“Your phone has been ringing busy since last night,” said a neighbor who arrived at our door late one morning. “I’ve been trying to invite you to dinner this weekend, but I can never get through. Your phone must be off the hook.”
Oh no, we thought. Our cat has done it again. She has the habit of jumping up to the window to survey her property in the winter; in the summer that open window is her preferred means of entry and exit. Sometimes the phone beneath the window becomes her launching pad. Then her jump jiggles the receiver just enough to make our line ring busy, but not enough for us to notice what’s happened.
We went to the phone, but it was securely on its hook. Our cat was, shall we say, ’off the hook’ this time. As if to prove the point, she chose that moment to hop out of her basket and rub against our legs. “Please don’t blame me,” she seemed to say. “I’m innocent.”
While she purred, we picked up the phone and listened. Nothing. The telephone in our bedroom was well-hooked, too. So was the one in our office, but all of them sounded dead.
With no mobile phone service reaching us, we followed our friend home to call the telephone company.
“We’ll check the line and call you back,” they said. A few minutes later, they called.
“Your phone is off the hook,” said the technician.
No, we told him, that was not the case. He insisted it was and said we had to verify it. No matter what we said, he remained unconvinced. We sat down in our friend’s kitchen, had a cup of coffee, talked about the upcoming village fete, and then dialed the phone again.
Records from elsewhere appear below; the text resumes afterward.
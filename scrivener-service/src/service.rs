//! Core upload processing service.
//!
//! One upload moves through: validate content type, persist the bytes to the
//! spool directory under a collision-free name, run OCR, record the result,
//! and push a stage notification to every listener at each step. Failures
//! broadcast a final error notification before surfacing to the caller; the
//! spool file never outlives the extraction attempt.

use std::path::Path;
use std::sync::Arc;

use serde::Serialize;
use tracing::{info, warn};

use crate::config::StaticConfig;
use crate::error::{ServiceError, ServiceResult};
use crate::ocr::OcrEngine;
use crate::store::ExtractionStore;
use crate::websocket::{NotificationHub, StatusUpdate};

/// Sanitize a declared filename component for use in a spool path
fn sanitize_filename_component(s: &str) -> String {
    s.chars()
        .map(|c| match c {
            '/' | '\\' | ':' | '*' | '?' | '"' | '<' | '>' | '|' => '_',
            ' ' => '-',
            _ => c,
        })
        .collect::<String>()
        .to_lowercase()
}

/// Build a unique upload identifier from the declared filename.
///
/// The identifier keeps the declared stem and extension for traceability but
/// carries a UUID so concurrent uploads sharing a declared name never share a
/// spool path or a store key.
fn unique_upload_name(declared_filename: &str) -> String {
    let path = Path::new(declared_filename);
    let stem = path
        .file_stem()
        .and_then(|s| s.to_str())
        .filter(|s| !s.is_empty())
        .unwrap_or("upload");
    let stem = sanitize_filename_component(stem);

    match path.extension().and_then(|e| e.to_str()) {
        Some(ext) => format!(
            "{stem}_{}.{}",
            uuid::Uuid::new_v4(),
            sanitize_filename_component(ext)
        ),
        None => format!("{stem}_{}", uuid::Uuid::new_v4()),
    }
}

/// Remove a spool file once extraction has run. A file that is already gone
/// is not an error.
async fn remove_spool_file(spool_path: &Path) {
    if let Err(e) = tokio::fs::remove_file(spool_path).await
        && e.kind() != std::io::ErrorKind::NotFound
    {
        warn!(path = %spool_path.display(), error = %e, "Failed to remove spool file");
    }
}

/// Response returned to the uploader after a completed extraction
#[derive(Debug, Clone, Serialize)]
pub struct UploadResponse {
    /// Generated upload identifier; also the key for later lookups
    pub filename: String,
    pub extracted_text: String,
}

/// Main service coordinator
pub struct ScrivenerService {
    pub config: Arc<StaticConfig>,
    pub store: Arc<ExtractionStore>,
    pub hub: Arc<NotificationHub>,
    ocr: Arc<dyn OcrEngine>,
}

impl ScrivenerService {
    /// Create a new service instance
    pub fn new(config: Arc<StaticConfig>, ocr: Arc<dyn OcrEngine>) -> Self {
        info!("Initializing Scrivener service");

        Self {
            config,
            store: Arc::new(ExtractionStore::new()),
            hub: Arc::new(NotificationHub::new()),
            ocr,
        }
    }

    /// Process one uploaded image end to end.
    ///
    /// Returns the generated upload identifier and the extracted text. The
    /// declared content type must be an image; rejection happens before any
    /// side effect, so a rejected upload leaves no spool file, triggers no
    /// extraction, and broadcasts nothing.
    pub async fn handle_upload(
        &self,
        content: &[u8],
        declared_filename: &str,
        declared_content_type: &str,
    ) -> ServiceResult<UploadResponse> {
        let mime: mime::Mime =
            declared_content_type
                .parse()
                .map_err(|_| ServiceError::InvalidContentType {
                    content_type: declared_content_type.to_string(),
                })?;
        if mime.type_() != mime::IMAGE {
            return Err(ServiceError::InvalidContentType {
                content_type: declared_content_type.to_string(),
            });
        }

        let upload_id = unique_upload_name(declared_filename);
        let spool_path = self.config.storage.spool_dir.join(&upload_id);

        self.hub.broadcast(StatusUpdate::UploadStarted);

        if let Err(e) = self.persist(&spool_path, content).await {
            self.hub
                .broadcast(StatusUpdate::Error("failed to save upload".to_string()));
            return Err(ServiceError::Persist(e));
        }

        self.hub.broadcast(StatusUpdate::ProcessingStarted);

        let extraction = self.ocr.extract_text(&spool_path).await;

        // Whatever extraction did, the spool file goes away now
        remove_spool_file(&spool_path).await;

        let extracted_text = match extraction {
            Ok(text) => text,
            Err(e) => {
                self.hub
                    .broadcast(StatusUpdate::Error("text extraction failed".to_string()));
                return Err(ServiceError::Extraction(e));
            }
        };

        self.store
            .insert(upload_id.clone(), extracted_text.clone());

        self.hub.broadcast(StatusUpdate::ProcessingComplete);

        info!(
            upload_id = %upload_id,
            chars = extracted_text.len(),
            "Upload processed"
        );

        Ok(UploadResponse {
            filename: upload_id,
            extracted_text,
        })
    }

    /// Look up a previously stored extraction by upload identifier
    pub fn extraction(&self, upload_id: &str) -> ServiceResult<UploadResponse> {
        self.store
            .get(upload_id)
            .map(|extracted_text| UploadResponse {
                filename: upload_id.to_string(),
                extracted_text,
            })
            .ok_or_else(|| ServiceError::UploadNotFound {
                upload_id: upload_id.to_string(),
            })
    }

    async fn persist(&self, spool_path: &Path, content: &[u8]) -> std::io::Result<()> {
        tokio::fs::create_dir_all(&self.config.storage.spool_dir).await?;
        tokio::fs::write(spool_path, content).await
    }
}

#[cfg(test)]
mod tests {
    use super::*;
    use crate::config;
    use crate::ocr::OcrError;
    use async_trait::async_trait;
    use std::path::PathBuf;
    use std::sync::atomic::{AtomicUsize, Ordering};
    use tokio::sync::mpsc;

    /// Returns the persisted file's bytes as text, so tests can check the
    /// pipeline fed the engine exactly what was uploaded.
    struct EchoEngine {
        calls: AtomicUsize,
    }

    impl EchoEngine {
        fn new() -> Self {
            Self {
                calls: AtomicUsize::new(0),
            }
        }
    }

    #[async_trait]
    impl OcrEngine for EchoEngine {
        async fn extract_text(&self, image_path: &Path) -> Result<String, OcrError> {
            self.calls.fetch_add(1, Ordering::SeqCst);
            let bytes = tokio::fs::read(image_path).await.map_err(OcrError::Spawn)?;
            Ok(String::from_utf8_lossy(&bytes).to_string())
        }
    }

    struct FailingEngine;

    #[async_trait]
    impl OcrEngine for FailingEngine {
        async fn extract_text(&self, _image_path: &Path) -> Result<String, OcrError> {
            Err(OcrError::Failed {
                status: 1,
                stderr: "unreadable image".to_string(),
            })
        }
    }

    fn test_config(spool_dir: PathBuf) -> Arc<StaticConfig> {
        Arc::new(StaticConfig {
            server: config::default_server(),
            storage: crate::config::StorageConfig {
                spool_dir,
                static_dir: config::default_static_dir(),
            },
            ocr: config::default_ocr(),
            limits: config::default_limits(),
        })
    }

    fn spool_entries(spool_dir: &Path) -> usize {
        match std::fs::read_dir(spool_dir) {
            Ok(entries) => entries.count(),
            Err(_) => 0,
        }
    }

    #[tokio::test]
    async fn test_successful_upload_round_trip() {
        let spool = tempfile::tempdir().unwrap();
        let service = ScrivenerService::new(
            test_config(spool.path().to_path_buf()),
            Arc::new(EchoEngine::new()),
        );

        let (tx, mut rx) = mpsc::unbounded_channel();
        service.hub.register("listener1".to_string(), tx);

        let response = service
            .handle_upload(b"Meeting notes, page 1", "notes.png", "image/png")
            .await
            .unwrap();

        assert_eq!(response.extracted_text, "Meeting notes, page 1");
        assert!(response.filename.starts_with("notes_"));
        assert!(response.filename.ends_with(".png"));

        // Result is retrievable under the returned identifier
        assert_eq!(
            service.store.get(&response.filename),
            Some("Meeting notes, page 1".to_string())
        );

        // Spool file removed after extraction
        assert_eq!(spool_entries(spool.path()), 0);

        // Listener saw the three stages in order
        assert_eq!(rx.try_recv().unwrap(), StatusUpdate::UploadStarted);
        assert_eq!(rx.try_recv().unwrap(), StatusUpdate::ProcessingStarted);
        assert_eq!(rx.try_recv().unwrap(), StatusUpdate::ProcessingComplete);
        assert!(rx.try_recv().is_err());
    }

    #[tokio::test]
    async fn test_rejects_non_image_content_type_without_side_effects() {
        let spool = tempfile::tempdir().unwrap();
        let engine = Arc::new(EchoEngine::new());
        let service = ScrivenerService::new(test_config(spool.path().to_path_buf()), engine.clone());

        let (tx, mut rx) = mpsc::unbounded_channel();
        service.hub.register("listener1".to_string(), tx);

        let result = service
            .handle_upload(b"just text", "notes.txt", "text/plain")
            .await;

        assert!(matches!(
            result,
            Err(ServiceError::InvalidContentType { .. })
        ));
        assert_eq!(engine.calls.load(Ordering::SeqCst), 0);
        assert!(service.store.is_empty());
        assert_eq!(spool_entries(spool.path()), 0);
        assert!(rx.try_recv().is_err());
    }

    #[tokio::test]
    async fn test_unparseable_content_type_is_rejected() {
        let spool = tempfile::tempdir().unwrap();
        let service = ScrivenerService::new(
            test_config(spool.path().to_path_buf()),
            Arc::new(EchoEngine::new()),
        );

        let result = service.handle_upload(b"data", "x.png", "not a mime").await;
        assert!(matches!(
            result,
            Err(ServiceError::InvalidContentType { .. })
        ));
    }

    #[tokio::test]
    async fn test_extraction_failure_cleans_up_and_notifies() {
        let spool = tempfile::tempdir().unwrap();
        let service = ScrivenerService::new(
            test_config(spool.path().to_path_buf()),
            Arc::new(FailingEngine),
        );

        let (tx, mut rx) = mpsc::unbounded_channel();
        service.hub.register("listener1".to_string(), tx);

        let result = service
            .handle_upload(b"\xff\xd8corrupt", "broken.jpg", "image/jpeg")
            .await;

        assert!(matches!(result, Err(ServiceError::Extraction(_))));
        assert!(service.store.is_empty());
        assert_eq!(spool_entries(spool.path()), 0);

        assert_eq!(rx.try_recv().unwrap(), StatusUpdate::UploadStarted);
        assert_eq!(rx.try_recv().unwrap(), StatusUpdate::ProcessingStarted);
        let last = rx.try_recv().unwrap();
        assert!(last.to_string().starts_with("Error"));
        assert!(rx.try_recv().is_err());
    }

    #[tokio::test]
    async fn test_concurrent_same_name_uploads_get_distinct_identifiers() {
        let spool = tempfile::tempdir().unwrap();
        let service = ScrivenerService::new(
            test_config(spool.path().to_path_buf()),
            Arc::new(EchoEngine::new()),
        );

        let (first, second) = tokio::join!(
            service.handle_upload(b"first upload", "scan.png", "image/png"),
            service.handle_upload(b"second upload", "scan.png", "image/png"),
        );
        let first = first.unwrap();
        let second = second.unwrap();

        assert_ne!(first.filename, second.filename);
        assert_eq!(first.extracted_text, "first upload");
        assert_eq!(second.extracted_text, "second upload");
        assert_eq!(service.store.len(), 2);
    }

    #[tokio::test]
    async fn test_upload_succeeds_with_no_listeners() {
        let spool = tempfile::tempdir().unwrap();
        let service = ScrivenerService::new(
            test_config(spool.path().to_path_buf()),
            Arc::new(EchoEngine::new()),
        );

        let response = service
            .handle_upload(b"quiet", "solo.png", "image/png")
            .await
            .unwrap();
        assert_eq!(response.extracted_text, "quiet");
    }

    #[tokio::test]
    async fn test_extraction_lookup() {
        let spool = tempfile::tempdir().unwrap();
        let service = ScrivenerService::new(
            test_config(spool.path().to_path_buf()),
            Arc::new(EchoEngine::new()),
        );

        let uploaded = service
            .handle_upload(b"look me up", "memo.png", "image/png")
            .await
            .unwrap();

        let found = service.extraction(&uploaded.filename).unwrap();
        assert_eq!(found.extracted_text, "look me up");

        assert!(matches!(
            service.extraction("never-uploaded.png"),
            Err(ServiceError::UploadNotFound { .. })
        ));
    }

    #[test]
    fn test_unique_upload_name_is_filesystem_safe() {
        let name = unique_upload_name("../../etc/pass wd.PNG");
        assert!(!name.contains('/'));
        assert!(!name.contains(".."));
        assert!(!name.contains(' '));
        assert!(name.ends_with(".png"));

        // No extension on the declared name, none on the identifier
        let bare = unique_upload_name("README");
        assert!(bare.starts_with("readme_"));
        assert!(!bare.contains('.'));

        // Empty declared name still yields a usable identifier
        let fallback = unique_upload_name("");
        assert!(fallback.starts_with("upload_"));
    }

    #[test]
    fn test_upload_response_wire_shape() {
        let response = UploadResponse {
            filename: "memo_0c6f3f1e.png".to_string(),
            extracted_text: "look me up".to_string(),
        };
        let json = serde_json::to_value(&response).unwrap();
        assert_eq!(json["filename"], "memo_0c6f3f1e.png");
        assert_eq!(json["extracted_text"], "look me up");
    }

    #[test]
    fn test_unique_upload_names_differ_for_identical_input() {
        let a = unique_upload_name("photo.png");
        let b = unique_upload_name("photo.png");
        assert_ne!(a, b);
    }
}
“Our phone is definitely NOT off the hook,” we announced.
“I’ll check the lines again,” he responded.
“Look, we could be going back and forth like this all day. Couldn’t you just send someone out?” we asked. Muffled discussions ensued at the other end of the line, and then this: “Okay, but not until tomorrow.”
The next morning we spotted a France Telecom van near the little cement hut where all the area lines meet. From our kitchen window, we could see a man going in and out, then crawling into the van and driving our way.
“Everything seems okay on the line, but your number is ringing occupe,” he said. “I think one of your phones is off the hook.”
Mustering our self-control, we swallowed our comments. Instead we invited him in to check for himself. “They all seem all right, not one off the hook,” he pronounced after a tour of the phones in the house. A snide ”Oh, really?” quivered on our lips; we surpressed it.
“There’s got to be another problem,” he decided. I’ll see about the lines inside.” We sighed.
Ordinarily this would be a pretty straight-forward job. However, a few years earlier we had had the brilliant idea of hiding all those unsightly electric and phone lines. In our top floor office where the ceiling angles down to meet the floor we built a sort of mini-wall or brick skirting board and tucked the cords behind it. We had also cleverly built-in the electric sockets. Naturally we had sealed the top of this muret or little wall, and it looked great.
It was not cleverness we were feeling, however, as we watched the technician tear the whole thing apart, following the lines around the inside perimeter of the house.
“Nothing wrong here,” he said as each section was ripped up and the dirt and plaster board flew. He even seemed rather gleeful as the chunks of mortar hit the floor.
There was only one more bit to go when a triumphant “Aha!” was sounded. “Here’s your problem and I know who the culprit is.”
There beneath our formerly lovely muret was a wire with a tiny bite out of it–and the telltale droppings of a mouse. Obviously the taste of phone lines was not to the mouse’s liking; he had only sampled and not stayed to chew his way through. But he had done just enough to make our phone sound permanently occupe. One little bite from him and we had one enor-mouse mess.
We should not have been surprised; mice are a fact of country life. Every winter they head for the house as the weather gets colder. One night as we curled up in front of a blazing fire, a field mouse popped its head up through a crack in the floor beside the fireplace. It was nothing but big ears and puzzled eyes, as cute as a stuffed toy. And our cat thought it was HER toy. The ears quickly vanished down the crack with a squeak. It was, of course, not an only child and we had to take forceful measures to move its family out of our house.
Soon thereafter we installed a new dishwasher that had been temporarily stored in our barn. Nothing we did would make it work. We called in a repairman who laughed when he pulled the machine out of its slot under the counter. “Here’s your problem,” he said. “Mice have gnawed away part of the tubing.” Our big-eared friend and his family had taken their revenge.
Back upstairs we watched as the technician patched the lines. How could such little creatures turn our lives upside down? We resigned ourselves to some continuing battles and to cleaning and rebuilding the muret.
But at least the phones worked again. We called our neighbor to say we would be there for dinner.
The evening was very nice. Our phone line saga was the hit of the party. The guests all laughed and made witty little knowing comments about country life, but no one, we noticed, offered to help us clean up the mouse-made mess.